Antirracismo, uma luta de negros e brancos

Março não é apenas o mês em que, no dia 8, celebramos a luta das mulheres por seus direitos, mas é, também, o mês em que, no dia 21, reafirmamos a luta pela eliminação da discriminação racial em todo o mundo. Nesse dia, lembramos do massacre ao protesto negro contra o brutal regime do apartheid da África do Sul, ocorrido em 1960. Contudo, o nosso foco é o dia da luta contra a discriminação racial, pois o racismo que o define, mesmo sendo negado oficialmente, é praticado diariamente em nosso país desde que o primeiro preto escravizado botou os pés aqui.

Na realidade, em nossa história, a escravidão apenas mudou do chicote para a caneta e, desta, para a exclusão social. Tanto a Abolição quanto a Proclamação da República em nada mudaram o domínio do latifúndio e a extrema concentração de renda do capitalismo brasileiro. Sem reforma agrária, sem emprego, sem moradia e sem acesso à educação, as elites dominantes impuseram a exclusão social às populações negras.

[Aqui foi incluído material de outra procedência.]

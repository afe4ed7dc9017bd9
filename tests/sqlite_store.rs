use chrono::{NaiveDate, NaiveDateTime};
use rusqlite::Connection;

use arrival_forecast::aggregate::IntervalAggregator;
use arrival_forecast::storage::{copy_all, table_exists, CopyCounts, SqliteArrivalReader};
use arrival_forecast::{
    ArrivalEvent, ArrivalStore, Forecaster, InMemoryArrivalStore, ObjectClass, SqliteArrivalStore,
};

fn monday(h: u32, m: u32, s: u32) -> NaiveDateTime {
    NaiveDate::from_ymd_opt(2024, 3, 4)
        .unwrap()
        .and_hms_opt(h, m, s)
        .unwrap()
}

fn seeded_store(path: &str) -> SqliteArrivalStore {
    let mut store = SqliteArrivalStore::open(path).unwrap();
    for ts in [monday(9, 0, 0), monday(9, 10, 0), monday(9, 25, 0)] {
        store
            .append_event(&ArrivalEvent::new(ts, ObjectClass::Bus, 0.9))
            .unwrap();
    }
    let events = store.events().unwrap();
    store
        .upsert_buckets(&IntervalAggregator::recompute(&events, monday(10, 0, 0)))
        .unwrap();
    let last = store.latest_event().unwrap().unwrap();
    let forecast = Forecaster::forecast(monday(10, 0, 0), &last, &store).unwrap();
    store.append_forecast(&forecast.record).unwrap();
    store
}

#[test]
fn legacy_file_database_is_upgraded_in_place() {
    let dir = tempfile::tempdir().unwrap();
    let path = dir.path().join("legacy.db");
    {
        let conn = Connection::open(&path).unwrap();
        conn.execute_batch(
            "CREATE TABLE detections (id INTEGER PRIMARY KEY AUTOINCREMENT, timestamp TEXT NOT NULL);
             INSERT INTO detections(timestamp) VALUES ('2024-03-04 09:00:00.123456');
             INSERT INTO detections(timestamp) VALUES ('2024-03-04T09:12:00Z');
             INSERT INTO detections(timestamp) VALUES ('yesterday-ish');",
        )
        .unwrap();
    }

    let store = SqliteArrivalStore::open(path.to_str().unwrap()).unwrap();
    let events = store.events().unwrap();
    assert_eq!(events.len(), 2);
    assert!(events.iter().all(|ev| ev.class == ObjectClass::Bus));
    assert!(events.iter().all(|ev| ev.image_path.is_none() && ev.tracking_id.is_none()));

    let buckets = IntervalAggregator::recompute(&events, monday(10, 0, 0));
    assert_eq!(buckets.len(), 1);
    assert!((buckets[0].average_interval_seconds - 719.876544).abs() < 1e-6);
}

#[test]
fn events_between_is_half_open() {
    let dir = tempfile::tempdir().unwrap();
    let path = dir.path().join("range.db");
    let store = seeded_store(path.to_str().unwrap());

    let hits = store
        .events_between(monday(9, 0, 0), monday(9, 25, 0))
        .unwrap();
    assert_eq!(hits.len(), 2);
    assert_eq!(hits[0].timestamp, monday(9, 0, 0));
}

#[test]
fn copy_all_migrates_every_table_and_upserts_buckets() {
    let dir = tempfile::tempdir().unwrap();
    let from = dir.path().join("from.db");
    let to = dir.path().join("to.db");
    let source = seeded_store(from.to_str().unwrap());
    let mut target = SqliteArrivalStore::open(to.to_str().unwrap()).unwrap();

    let counts = copy_all(&source, &mut target).unwrap();
    assert_eq!(
        counts,
        CopyCounts {
            events: 3,
            buckets: 1,
            forecasts: 1
        }
    );
    assert_eq!(target.events().unwrap(), source.events().unwrap());
    assert_eq!(target.latest_forecast().unwrap(), source.latest_forecast().unwrap());

    // a second run must not duplicate analysis rows
    copy_all(&source, &mut target).unwrap();
    assert_eq!(target.buckets().unwrap().len(), 1);
    assert_eq!(target.buckets().unwrap(), source.buckets().unwrap());
}

#[test]
fn copy_into_memory_store_matches_source() {
    let dir = tempfile::tempdir().unwrap();
    let from = dir.path().join("from.db");
    let source = seeded_store(from.to_str().unwrap());
    let mut target = InMemoryArrivalStore::new();
    copy_all(&source, &mut target).unwrap();
    assert_eq!(target.events().unwrap(), source.events().unwrap());
    assert_eq!(target.buckets().unwrap(), source.buckets().unwrap());
    assert_eq!(target.forecasts().unwrap(), source.forecasts().unwrap());
}

#[test]
fn table_exists_reports_missing_tables() {
    let dir = tempfile::tempdir().unwrap();
    let path = dir.path().join("partial.db");
    let conn = Connection::open(&path).unwrap();
    conn.execute_batch("CREATE TABLE detections (id INTEGER PRIMARY KEY, timestamp TEXT)")
        .unwrap();
    assert!(table_exists(&conn, "detections").unwrap());
    assert!(!table_exists(&conn, "daily_analysis").unwrap());
}

fn column_count(conn: &Connection, table: &str) -> usize {
    let mut stmt = conn
        .prepare(&format!("PRAGMA table_info({})", table))
        .unwrap();
    stmt.query_map([], |_| Ok(())).unwrap().count()
}

#[test]
fn reader_copies_partial_source_without_touching_it() {
    let dir = tempfile::tempdir().unwrap();
    let from = dir.path().join("forecasts_only.db");
    let to = dir.path().join("to.db");
    {
        let conn = Connection::open(&from).unwrap();
        conn.execute_batch(
            "CREATE TABLE arrival_forecasts (
               id INTEGER PRIMARY KEY AUTOINCREMENT,
               forecast_generated_at TEXT NOT NULL,
               last_bus_detected_at TEXT NOT NULL,
               predicted_arrival_at TEXT NOT NULL,
               average_interval_used REAL
             );
             INSERT INTO arrival_forecasts(forecast_generated_at, last_bus_detected_at,
               predicted_arrival_at, average_interval_used)
             VALUES ('2024-03-04 10:00:00', '2024-03-04 09:25:00', '2024-03-04 09:37:30', 750.0);",
        )
        .unwrap();
    }

    let source = SqliteArrivalReader::open(from.to_str().unwrap()).unwrap();
    assert_eq!(source.tables(), &["arrival_forecasts"]);
    let mut target = SqliteArrivalStore::open(to.to_str().unwrap()).unwrap();
    let counts = source.copy_into(&mut target).unwrap();
    assert_eq!(
        counts,
        CopyCounts {
            events: 0,
            buckets: 0,
            forecasts: 1
        }
    );
    assert_eq!(
        target.latest_forecast().unwrap().unwrap().predicted_arrival_at,
        monday(9, 37, 30)
    );
    drop(source);

    let conn = Connection::open(&from).unwrap();
    assert!(!table_exists(&conn, "detections").unwrap());
    assert!(!table_exists(&conn, "daily_analysis").unwrap());
    let mode: String = conn
        .query_row("PRAGMA journal_mode", [], |row| row.get(0))
        .unwrap();
    assert_eq!(mode, "delete");
}

#[test]
fn reader_fills_defaults_for_legacy_detection_columns() {
    let dir = tempfile::tempdir().unwrap();
    let from = dir.path().join("legacy.db");
    {
        let conn = Connection::open(&from).unwrap();
        conn.execute_batch(
            "CREATE TABLE detections (id INTEGER PRIMARY KEY AUTOINCREMENT, timestamp TEXT NOT NULL);
             INSERT INTO detections(timestamp) VALUES ('2024-03-04 09:10:00');
             INSERT INTO detections(timestamp) VALUES ('2024-03-04 09:00:00');",
        )
        .unwrap();
    }

    let source = SqliteArrivalReader::open(from.to_str().unwrap()).unwrap();
    let events = source.events().unwrap();
    assert_eq!(events.len(), 2);
    assert_eq!(events[0].timestamp, monday(9, 0, 0));
    assert!(events
        .iter()
        .all(|ev| ev.class == ObjectClass::Bus && ev.confidence == 1.0 && ev.tracking_id.is_none()));
    assert!(source.buckets().unwrap().is_empty());
    drop(source);

    let conn = Connection::open(&from).unwrap();
    assert_eq!(column_count(&conn, "detections"), 2);
}

#[test]
fn reader_does_not_create_missing_database() {
    let dir = tempfile::tempdir().unwrap();
    let missing = dir.path().join("nowhere.db");
    assert!(SqliteArrivalReader::open(missing.to_str().unwrap()).is_err());
    assert!(!missing.exists());
}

Desse modo, não se trata apenas do preconceito racial de alguns indivíduos, mas de racismo estrutural, que nasce da ordem econômica e social do país e se espalha pelas instituições, pelas famílias e pela sociedade em geral.

Mais do que dizer que existe racismo no Brasil, precisamos afirmar que o nosso país foi formado a partir do racismo, pois da Colônia à República fomos construídos econômica e culturalmente pelo trabalho de negros. Não é preciso ter conhecimento histórico profundo para se reconhecer isso.

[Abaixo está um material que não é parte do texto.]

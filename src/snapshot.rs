use chrono::NaiveDateTime;
use std::fs;
use std::path::{Path, PathBuf};

use crate::detect::SnapshotSource;
use crate::error::{PipelineError, PipelineResult};

const FILENAME_FORMAT: &str = "%Y-%m-%d_%H-%M-%S";

/// Writes arrival frame images into the capture directory.
#[derive(Clone, Debug)]
pub struct SnapshotStore {
    dir: PathBuf,
}

impl SnapshotStore {
    pub fn new(dir: impl Into<PathBuf>) -> Self {
        Self { dir: dir.into() }
    }

    pub fn dir(&self) -> &Path {
        &self.dir
    }

    /// `YYYY-MM-DD_HH-MM-SS_ID-<id>.jpg`, or without the id suffix.
    pub fn filename(timestamp: &NaiveDateTime, tracking_id: Option<u64>) -> String {
        let stamp = timestamp.format(FILENAME_FORMAT);
        match tracking_id {
            Some(id) => format!("{}_ID-{}.jpg", stamp, id),
            None => format!("{}.jpg", stamp),
        }
    }

    pub fn save(
        &self,
        timestamp: &NaiveDateTime,
        tracking_id: Option<u64>,
        source: &SnapshotSource,
    ) -> PipelineResult<PathBuf> {
        let path = self.dir.join(Self::filename(timestamp, tracking_id));
        let io_err = |source: std::io::Error| PipelineError::Snapshot {
            path: path.display().to_string(),
            source,
        };
        fs::create_dir_all(&self.dir).map_err(io_err)?;
        match source {
            SnapshotSource::Bytes(bytes) => fs::write(&path, bytes).map_err(io_err)?,
            SnapshotSource::File(src) => {
                fs::copy(src, &path).map_err(io_err)?;
            }
        }
        log::debug!("snapshot saved to {}", path.display());
        Ok(path)
    }
}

Sem querer admitir a discriminação racial, as elites brancas falsificam o conceito de meritocracia para tentar encobrir seus privilégios. Mas meritocracia só é possível quando há igualdade de oportunidades para todos e num regime de exclusão social isso não é possível.

O preço para o Brasil ser “branco” é a manutenção da brutal exclusão social e violência institucional contra a maioria negra da população. É preciso realimentar sempre essa desumanidade social para tornar o negro invisibilizado nas favelas e periferias da ordem burguesa. Somente nessas condições de profunda injustiça social e opressão racial é que as elites constroem para si mesmas a imagem de um país “branco”. Branco nos melhores empregos, nos altos escalões do serviço público, nas melhores escolas, nas universidades, nos aeroportos, nos shoppings. Branco na publicidade, na televisão etc. Com raras exceções, o negro só se torna visível quando sofre violência.

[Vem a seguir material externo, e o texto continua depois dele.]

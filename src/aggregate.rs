//! Inter-arrival interval aggregation.
//!
//! Full recompute over the event history. The output depends only on the
//! event timestamps (and the caller-supplied `last_updated`), so replaying
//! the same log any number of times yields the same buckets.

use chrono::{Datelike, NaiveDate, NaiveDateTime};
use std::collections::BTreeMap;

use crate::time::{interval_seconds, Daypart};
use crate::{ArrivalEvent, IntervalBucket};

/// Intervals between adjacent timestamps, each tagged with the later one.
///
/// Input need not be sorted.
pub fn intervals(timestamps: &[NaiveDateTime]) -> Vec<(NaiveDateTime, f64)> {
    let mut sorted = timestamps.to_vec();
    sorted.sort();
    sorted
        .windows(2)
        .map(|pair| (pair[1], interval_seconds(&pair[0], &pair[1])))
        .collect()
}

/// Arithmetic mean of the adjacent intervals; `None` for fewer than two stamps.
pub fn mean_interval(timestamps: &[NaiveDateTime]) -> Option<f64> {
    let intervals = intervals(timestamps);
    if intervals.is_empty() {
        return None;
    }
    let sum: f64 = intervals.iter().map(|(_, secs)| secs).sum();
    Some(sum / intervals.len() as f64)
}

pub struct IntervalAggregator;

impl IntervalAggregator {
    /// Group intervals by (date, day-of-week, daypart) of the later event.
    ///
    /// Fewer than two events is a documented empty result, not an error.
    /// Buckets come out ordered by date, then daypart.
    pub fn recompute(events: &[ArrivalEvent], last_updated: NaiveDateTime) -> Vec<IntervalBucket> {
        let timestamps: Vec<NaiveDateTime> = events.iter().map(|ev| ev.timestamp).collect();

        // the date fixes the weekday, so (date, daypart) is the full key
        let mut groups: BTreeMap<(NaiveDate, Daypart), (f64, u32)> = BTreeMap::new();
        for (later, secs) in intervals(&timestamps) {
            let entry = groups
                .entry((later.date(), Daypart::of(&later)))
                .or_insert((0.0, 0));
            entry.0 += secs;
            entry.1 += 1;
        }

        groups
            .into_iter()
            .map(|((date, daypart), (sum, count))| IntervalBucket {
                analysis_date: date,
                day_of_week: date.weekday(),
                daypart,
                average_interval_seconds: sum / count as f64,
                detection_count: count,
                last_updated,
            })
            .collect()
    }
}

Mas o Brasil tem essa fisionomia racial e força cultural porque, desde os primeiros anos de escravidão, sempre houve resistência e luta pela liberdade. Expressão dessa resistência histórica, o movimento negro tem obtido vitórias importantes, como a de incluir na Constituição o racismo como crime inafiançável.

Agora, somos vítimas de enorme retrocesso, mas conquistamos políticas públicas de promoção da igualdade racial e de gênero, pois a discriminação da mulher negra, tanto por racismo quanto por machismo, é a face mais revoltante da exclusão social.

Em 18 de novembro de 2015, em Brasília, mais de cinquenta mil mulheres negras de todo o país mostraram força e mobilização com a realização da Marcha das Mulheres Negras — Contra o Racismo, a Violência e pelo Bem Viver.

Recentemente, o Tribunal Superior Eleitoral aprovou a proporcionalidade dos fundos eleitorais e do tempo de rádio e televisão para as candidaturas negras, fruto de consulta feita em nome do movimento negro. Isso é um exemplo, entre outros, da conquista de espaços de poder e de representação política por parte do povo negro.

É uma luta incessante, em múltiplas frentes, pela valorização da nossa história, cultura e autoestima. Querem nos fazer um povo sem história para melhor nos oprimir, mas os talentos negros brotam na literatura, nas ciências e na apropriação de nossa trajetória, de nossos heróis e do nosso protagonismo.

Finalmente, é importante dizer que a luta por uma sociedade e um governo antirracistas não diz respeito exclusivamente ao povo negro, mas interessa cada vez mais à sociedade como um todo. E não somente no Brasil, mas no mundo todo com o movimento “Vidas Negras Importam”, que surgiu dos protestos contra a morte de George Floyd (estadunidense estrangulado em Minneapolis, no dia 25 de maio de 2020, por um policial que ajoelhou em seu pescoço durante uma abordagem policial).

Há nesse anseio multirracial contra a violência — a que os segmentos negros são submetidos — o desejo de uma sociedade de paz, inclusiva, de direitos e com respeito às diferenças.